First, recognize when you are becoming angry before it builds. If you can, remove yourself from environments that trigger intense anger. It is important to recognize that you anger is a distress signal, not a weapon for attack. Try some of the symptom specific ways to control anger below. Find the ones that work best for you, add to them, and make then your own.

Anger in Your Body

Notice what is going on in your body: blood pressure rising, feeling as though your internal temperature is increasing, tension all over, racing thoughts, a need to do something about it (this is often what gets us into trouble). Anger, like anxiety, provides our body with signals to prepare for something and so, according to our design, it builds and builds.
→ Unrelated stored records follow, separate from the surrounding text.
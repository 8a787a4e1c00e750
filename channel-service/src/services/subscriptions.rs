//! Subscription toggle: the same presence flip as likes, with the
//! self-subscription rejection in front of it.

use std::sync::Arc;

use tracing::debug;
use uuid::Uuid;

use crate::domain::models::Subscription;
use crate::domain::views::{ToggleAction, ToggleOutcome};
use crate::error::{ServiceError, ServiceResult};
use crate::store::EntityStore;

#[derive(Clone)]
pub struct SubscriptionService {
    store: Arc<dyn EntityStore>,
}

impl SubscriptionService {
    pub fn new(store: Arc<dyn EntityStore>) -> Self {
        Self { store }
    }

    pub async fn toggle_subscription(
        &self,
        subscriber_id: Uuid,
        channel_id: Uuid,
    ) -> ServiceResult<ToggleOutcome<Subscription>> {
        if subscriber_id == channel_id {
            return Err(ServiceError::Conflict(
                "you cannot subscribe to your own channel".into(),
            ));
        }
        if self.store.account_by_id(channel_id).await?.is_none() {
            return Err(ServiceError::NotFound("channel not found".into()));
        }

        if self
            .store
            .delete_subscription(subscriber_id, channel_id)
            .await?
        {
            debug!(%subscriber_id, %channel_id, "unsubscribed");
            return Ok(ToggleOutcome::removed());
        }

        match self
            .store
            .insert_subscription(Subscription::new(subscriber_id, channel_id))
            .await?
        {
            Some(sub) => {
                debug!(%subscriber_id, %channel_id, "subscribed");
                Ok(ToggleOutcome::added(sub))
            }
            None => {
                // Lost the insert race; the pair is present regardless, so
                // report the record that won.
                let record = self
                    .store
                    .find_subscription(subscriber_id, channel_id)
                    .await?;
                Ok(ToggleOutcome {
                    action: ToggleAction::Added,
                    record,
                })
            }
        }
    }
}
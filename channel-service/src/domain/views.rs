//! Enriched, viewer-relative shapes returned to callers.
//!
//! These are the only owner fields a listing may expose; everything else on
//! [`Account`] stays inside the store.

use chrono::{DateTime, Utc};
use serde::Serialize;
use uuid::Uuid;

use crate::domain::models::{Account, CommentParent, Video};
use crate::pagination::{total_pages, PageParams};

/// One page of a listing, shaped `{page, limit, totalPages, totalCount, items}`.
#[derive(Debug, Clone, Serialize)]
#[serde(rename_all = "camelCase")]
pub struct Page<T> {
    pub page: u32,
    pub limit: u32,
    pub total_pages: u32,
    pub total_count: u64,
    pub items: Vec<T>,
}

impl<T> Page<T> {
    pub fn new(params: &PageParams, total_count: u64, items: Vec<T>) -> Self {
        Self {
            page: params.page,
            limit: params.limit,
            total_pages: total_pages(total_count, params.limit),
            total_count,
            items,
        }
    }
}

/// Owner projection joined into feed items.
#[derive(Debug, Clone, Serialize)]
#[serde(rename_all = "camelCase")]
pub struct OwnerCard {
    pub id: Uuid,
    pub display_name: String,
    pub handle: String,
    pub avatar: Option<String>,
}

impl From<&Account> for OwnerCard {
    fn from(account: &Account) -> Self {
        Self {
            id: account.id,
            display_name: account.display_name.clone(),
            handle: account.handle.clone(),
            avatar: account.avatar.clone(),
        }
    }
}

/// Owner projection for the video detail page, enriched with the viewer's
/// subscription state.
#[derive(Debug, Clone, Serialize)]
#[serde(rename_all = "camelCase")]
pub struct ChannelCard {
    #[serde(flatten)]
    pub owner: OwnerCard,
    pub subscribers_count: u64,
    pub is_subscribed: bool,
}

/// Comment as it appears in a comment feed.
#[derive(Debug, Clone, Serialize)]
#[serde(rename_all = "camelCase")]
pub struct CommentView {
    pub id: Uuid,
    pub parent: CommentParent,
    pub content: String,
    pub owner: OwnerCard,
    pub is_liked: bool,
    pub created_at: DateTime<Utc>,
    pub updated_at: DateTime<Utc>,
}

/// Tweet as it appears in an owner's tweet feed.
#[derive(Debug, Clone, Serialize)]
#[serde(rename_all = "camelCase")]
pub struct TweetView {
    pub id: Uuid,
    pub owner_id: Uuid,
    pub content: String,
    pub likes_count: u64,
    pub is_liked: bool,
    pub comments_count: u64,
    pub created_at: DateTime<Utc>,
    pub updated_at: DateTime<Utc>,
}

/// Single-video detail with channel and like enrichment.
#[derive(Debug, Clone, Serialize)]
#[serde(rename_all = "camelCase")]
pub struct VideoDetail {
    #[serde(flatten)]
    pub video: Video,
    pub owner: ChannelCard,
    pub likes_count: u64,
    pub is_liked: bool,
}

#[derive(Debug, Clone, Copy, PartialEq, Eq, Serialize)]
#[serde(rename_all = "lowercase")]
pub enum ToggleAction {
    Added,
    Removed,
}

/// Result of a presence flip on a relation collection.
#[derive(Debug, Clone, Serialize)]
#[serde(rename_all = "camelCase")]
pub struct ToggleOutcome<T> {
    pub action: ToggleAction,
    pub record: Option<T>,
}

impl<T> ToggleOutcome<T> {
    pub fn added(record: T) -> Self {
        Self {
            action: ToggleAction::Added,
            record: Some(record),
        }
    }

    pub fn removed() -> Self {
        Self {
            action: ToggleAction::Removed,
            record: None,
        }
    }
}
//! Like toggles: a presence flip over the like relation collection.

use std::sync::Arc;

use tracing::debug;
use uuid::Uuid;

use crate::domain::models::{Like, LikeTarget};
use crate::domain::views::{ToggleAction, ToggleOutcome};
use crate::error::{ServiceError, ServiceResult};
use crate::store::EntityStore;

#[derive(Clone)]
pub struct LikeService {
    store: Arc<dyn EntityStore>,
}

impl LikeService {
    pub fn new(store: Arc<dyn EntityStore>) -> Self {
        Self { store }
    }

    pub async fn toggle_video_like(
        &self,
        actor_id: Uuid,
        video_id: Uuid,
    ) -> ServiceResult<ToggleOutcome<Like>> {
        if self.store.video_by_id(video_id).await?.is_none() {
            return Err(ServiceError::NotFound("video not found".into()));
        }
        self.toggle(actor_id, LikeTarget::Video(video_id)).await
    }

    pub async fn toggle_comment_like(
        &self,
        actor_id: Uuid,
        comment_id: Uuid,
    ) -> ServiceResult<ToggleOutcome<Like>> {
        if self.store.comment_by_id(comment_id).await?.is_none() {
            return Err(ServiceError::NotFound("comment not found".into()));
        }
        self.toggle(actor_id, LikeTarget::Comment(comment_id)).await
    }

    pub async fn toggle_tweet_like(
        &self,
        actor_id: Uuid,
        tweet_id: Uuid,
    ) -> ServiceResult<ToggleOutcome<Like>> {
        if self.store.tweet_by_id(tweet_id).await?.is_none() {
            return Err(ServiceError::NotFound("tweet not found".into()));
        }
        self.toggle(actor_id, LikeTarget::Tweet(tweet_id)).await
    }

    /// The actor's like records pointing at videos, newest first.
    pub async fn liked_videos(&self, actor_id: Uuid) -> ServiceResult<Vec<Like>> {
        let likes = self.store.likes_by_actor(actor_id).await?;
        Ok(likes
            .into_iter()
            .filter(|l| matches!(l.target, LikeTarget::Video(_)))
            .collect())
    }

    /// Presence flip: delete when present, insert when absent. The insert is
    /// guarded by the store's (actor, target) uniqueness; a lost race
    /// re-resolves to the surviving record instead of erroring.
    async fn toggle(
        &self,
        actor_id: Uuid,
        target: LikeTarget,
    ) -> ServiceResult<ToggleOutcome<Like>> {
        if self.store.delete_like(actor_id, target).await? {
            debug!(%actor_id, ?target, "like removed");
            return Ok(ToggleOutcome::removed());
        }

        match self.store.insert_like(Like::new(actor_id, target)).await? {
            Some(like) => {
                debug!(%actor_id, ?target, "like added");
                Ok(ToggleOutcome::added(like))
            }
            None => {
                // A concurrent toggle inserted first; the pair is present
                // either way, so report the record that won.
                let record = self.store.find_like(actor_id, target).await?;
                Ok(ToggleOutcome {
                    action: ToggleAction::Added,
                    record,
                })
            }
        }
    }
}
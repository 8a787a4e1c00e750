pub mod accounts;
pub mod comments;
pub mod feed;
pub mod likes;
pub mod ownership;
pub mod playlists;
pub mod subscriptions;
pub mod tweets;
pub mod videos;
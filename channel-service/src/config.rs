/// Configuration management for channel-service
///
/// Loads configuration from environment variables.
use anyhow::{Context, Result};
use serde::{Deserialize, Serialize};

/// Main application configuration
#[derive(Debug, Clone, Serialize, Deserialize)]
pub struct Config {
    /// Application settings
    pub app: AppConfig,
    /// Pagination defaults shared by every listing
    pub pagination: PaginationConfig,
}

/// Application settings
#[derive(Debug, Clone, Serialize, Deserialize)]
pub struct AppConfig {
    /// Application environment (dev, staging, prod)
    pub env: String,
}

/// Pagination defaults
#[derive(Debug, Clone, Serialize, Deserialize)]
pub struct PaginationConfig {
    /// Page size used when the caller does not ask for one
    #[serde(default = "default_page_limit")]
    pub default_limit: u32,
    /// Optional hard cap on the requested page size. The public API has
    /// historically accepted any limit; deployments that want a ceiling
    /// set PAGE_MAX_LIMIT.
    #[serde(default)]
    pub max_limit: Option<u32>,
}

fn default_page_limit() -> u32 {
    10
}

impl Default for PaginationConfig {
    fn default() -> Self {
        Self {
            default_limit: default_page_limit(),
            max_limit: None,
        }
    }
}

impl Config {
    /// Load configuration from environment variables
    pub fn from_env() -> Result<Self> {
        let app = AppConfig {
            env: std::env::var("APP_ENV").unwrap_or_else(|_| "development".to_string()),
        };

        let pagination = PaginationConfig {
            default_limit: match std::env::var("PAGE_DEFAULT_LIMIT") {
                Ok(raw) => raw
                    .parse()
                    .context("PAGE_DEFAULT_LIMIT must be a positive integer")?,
                Err(_) => default_page_limit(),
            },
            max_limit: match std::env::var("PAGE_MAX_LIMIT") {
                Ok(raw) => Some(
                    raw.parse()
                        .context("PAGE_MAX_LIMIT must be a positive integer")?,
                ),
                Err(_) => None,
            },
        };

        Ok(Self { app, pagination })
    }
}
Because anger builds up tension in our bodies, we can counter it by doing the opposite – relaxing (see this website’s “Stress Management” section for more information on relaxation skills)
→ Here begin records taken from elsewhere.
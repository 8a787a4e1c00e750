//! Account registration. Credentials and sessions live in the gateway; the
//! core only owns the profile document and the handle/email uniqueness rule.

use std::sync::Arc;

use chrono::Utc;
use tracing::info;
use uuid::Uuid;

use crate::domain::models::Account;
use crate::error::{ServiceError, ServiceResult};
use crate::store::EntityStore;

/// Input for account registration. Handles are stored lowercased.
#[derive(Debug, Clone)]
pub struct NewAccount {
    pub handle: String,
    pub display_name: String,
    pub email: String,
    pub avatar: Option<String>,
    pub cover_image: Option<String>,
}

#[derive(Clone)]
pub struct AccountService {
    store: Arc<dyn EntityStore>,
}

impl AccountService {
    pub fn new(store: Arc<dyn EntityStore>) -> Self {
        Self { store }
    }

    pub async fn register(&self, new: NewAccount) -> ServiceResult<Account> {
        for (field, value) in [
            ("handle", &new.handle),
            ("displayName", &new.display_name),
            ("email", &new.email),
        ] {
            if value.trim().is_empty() {
                return Err(ServiceError::InvalidInput(format!("{field} is required")));
            }
        }

        let account = Account {
            id: Uuid::new_v4(),
            handle: new.handle.trim().to_lowercase(),
            display_name: new.display_name.trim().to_string(),
            email: new.email.trim().to_string(),
            avatar: new.avatar,
            cover_image: new.cover_image,
            created_at: Utc::now(),
        };

        match self.store.insert_account(account).await? {
            Some(account) => {
                info!(handle = %account.handle, "account registered");
                Ok(account)
            }
            None => Err(ServiceError::Conflict(
                "handle or email already exists".into(),
            )),
        }
    }
}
  • Take a break from the anger
     
  • Go for a walk or exercise
     
  • Take slow, deep breaths – count backwards slowly from 10
     
  • Think of a relaxing image and concentrate on this, imagine waves of calm
     
  • Practice progressive muscle relaxation – tense individual or whole muscle groups for a few seconds and notice what your muscles feel like immediately after, when not tensed
     
  • Practice meditation, yoga, or mindfulness

Anger in Your Mind

Notice your thoughts: upset; thinking “it’s not right,” “unfair,” or “unacceptable;” a desire to “prove a point” or demonstrate how much something is hurting you. Learn about the patterns your anger takes – it may help to write these down. You may include ratings of the intensity of the anger (0-10 scale). The more you understand about your anger, the better equipped you’ll be to devise a plan to help yourself manage it.

  • Keep a journal of your “hot thoughts” that trigger anger. Plan ways you’ll allow these types of thoughts/impulses to “bounce off” of you.
     
  • Consider whether your underlying thoughts or beliefs are contributing to the anger. Are these realistic? Are you making mountains out of molehills? Recall that anger isn’t likely to be logical, although you can decide that your behaviors will be. Is there a theme? (e.g., “I shouldn’t have to feel this way!” “No one treats me like that!” “I’ll make them see it my way!”). Often, our thoughts can function like throwing gasoline on the lit embers of our building anger.
     
  • Write out a plan of how you’d like to handle anger situations – this can include ideas of how you would have a “do-over” from past situations.
     

Assistance for Anger Control  

Recognize that angry reactions are learned over time and hard habits to break. Give yourself time to re-learn how you’d prefer to respond in angry situations. Do not punish yourself for an occasional flare-up.   Recognize when managing anger may be too difficult to do on your own and consider seeking professional assistance, such as the Counseling Center. 

The American Psychological Association provides a detailed web brochure on how to control your anger. 

 

A very helpful workbook on managing anger is The Anger Control Workbook: Simple, Innovative Techniques for Managing Anger and Developing Healthier Ways of Relating by Matthew McKay, Ph.D. & Peter Rogers, Ph.D. (2000).